Extracted data entries
··········
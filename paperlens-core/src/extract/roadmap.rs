//! Technology-roadmap unit.
//!
//! Generative strategy asks for a JSON list of roadmap nodes; the heuristic
//! fallback anchors nodes on year tokens found in the text, bounded to a
//! sane historical range.

use chrono::{Datelike, Utc};
use serde_json::Value;
use std::sync::Arc;
use tracing::debug;

use crate::backend::TextGenerator;
use crate::config::ExtractionConfig;
use crate::error::ExtractionError;
use crate::extract::{run_generative, Decoded};
use crate::patterns::{truncate_chars, years_in_range};
use crate::types::{clamp_unit, TechRoadmapNode};

const UNIT: &str = "roadmap";

/// Lower bound for heuristic year anchors.
const MIN_YEAR: i32 = 1950;
/// Maximum roadmap nodes produced by the heuristic path.
const NODE_CAP: usize = 5;

const PROMPT_HEADER: &str = "You are an expert at tracing technology evolution in research \
fields. From the paper below, reconstruct the development roadmap of its core method. \
Respond with ONLY a JSON array ordered by ascending year; each element must have the \
fields: \"method_name\" (string), \"year\" (integer), \"key_papers\" (array of strings), \
\"improvement_description\" (string), \"impact_score\" (number between 0 and 1).\n\n";

/// Builds a technology-evolution roadmap from document text.
pub struct RoadmapBuilder {
    backend: Arc<dyn TextGenerator>,
    budget_chars: usize,
    timeout_secs: u64,
}

impl RoadmapBuilder {
    pub fn new(backend: Arc<dyn TextGenerator>, config: &ExtractionConfig) -> Self {
        Self {
            backend,
            budget_chars: config.summary_budget_chars,
            timeout_secs: config.unit_timeout_secs,
        }
    }

    /// Build the roadmap, preferring the generative strategy.
    pub async fn extract(
        &self,
        title: &str,
        abstract_text: &str,
        text: &str,
    ) -> Result<Vec<TechRoadmapNode>, ExtractionError> {
        let truncated = truncate_chars(text, self.budget_chars);
        let prompt = format!(
            "{PROMPT_HEADER}Title: {title}\nAbstract: {abstract_text}\nContent:\n{truncated}"
        );

        match run_generative(
            self.backend.as_ref(),
            UNIT,
            &prompt,
            self.timeout_secs,
            validate_node,
        )
        .await
        {
            Ok(mut nodes) => {
                nodes.sort_by_key(|n| n.year);
                Ok(nodes)
            }
            Err(e) => {
                debug!(error = %e, "Generative roadmap building failed; using heuristic");
                Ok(Self::heuristic(title, text))
            }
        }
    }

    /// Deterministic fallback: one node per distinct in-range year token,
    /// ascending. The newest node carries the paper itself as a key paper.
    /// Pure function of its input.
    pub fn heuristic(title: &str, text: &str) -> Vec<TechRoadmapNode> {
        let max_year = Utc::now().year();
        let years = years_in_range(text, MIN_YEAR, max_year);

        let count = years.len().min(NODE_CAP);
        years
            .into_iter()
            .take(NODE_CAP)
            .enumerate()
            .map(|(i, year)| TechRoadmapNode {
                method_name: format!("Method {}", i + 1),
                year,
                key_papers: if i + 1 == count {
                    vec![title.to_string()]
                } else {
                    Vec::new()
                },
                improvement_description: "Incremental improvement over prior work".to_string(),
                impact_score: clamp_unit(0.5 + 0.1 * i as f64),
            })
            .collect()
    }
}

/// Strict per-element validation of a generative answer.
fn validate_node(value: &Value) -> Decoded<TechRoadmapNode> {
    match serde_json::from_value::<TechRoadmapNode>(value.clone()) {
        Ok(mut node) => {
            if node.method_name.trim().is_empty() {
                return Decoded::Rejected("empty method_name".to_string());
            }
            node.impact_score = clamp_unit(node.impact_score);
            Decoded::Ok(node)
        }
        Err(e) => Decoded::Rejected(e.to_string()),
    }
}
··········
**REQUIRED ACTION**
Exactly the lines above from the one with "the heuristic path." to the one with "fields. From the", both included, are to be quoted; leave the rest out.

**ANSWER TO THIS PROBLEM**
/// Maximum roadmap nodes produced by the heuristic path.
const NODE_CAP: usize = 5;

const PROMPT_HEADER: &str = "You are an expert at tracing technology evolution in research \
fields. From the paper below, reconstruct the development roadmap of its core method. \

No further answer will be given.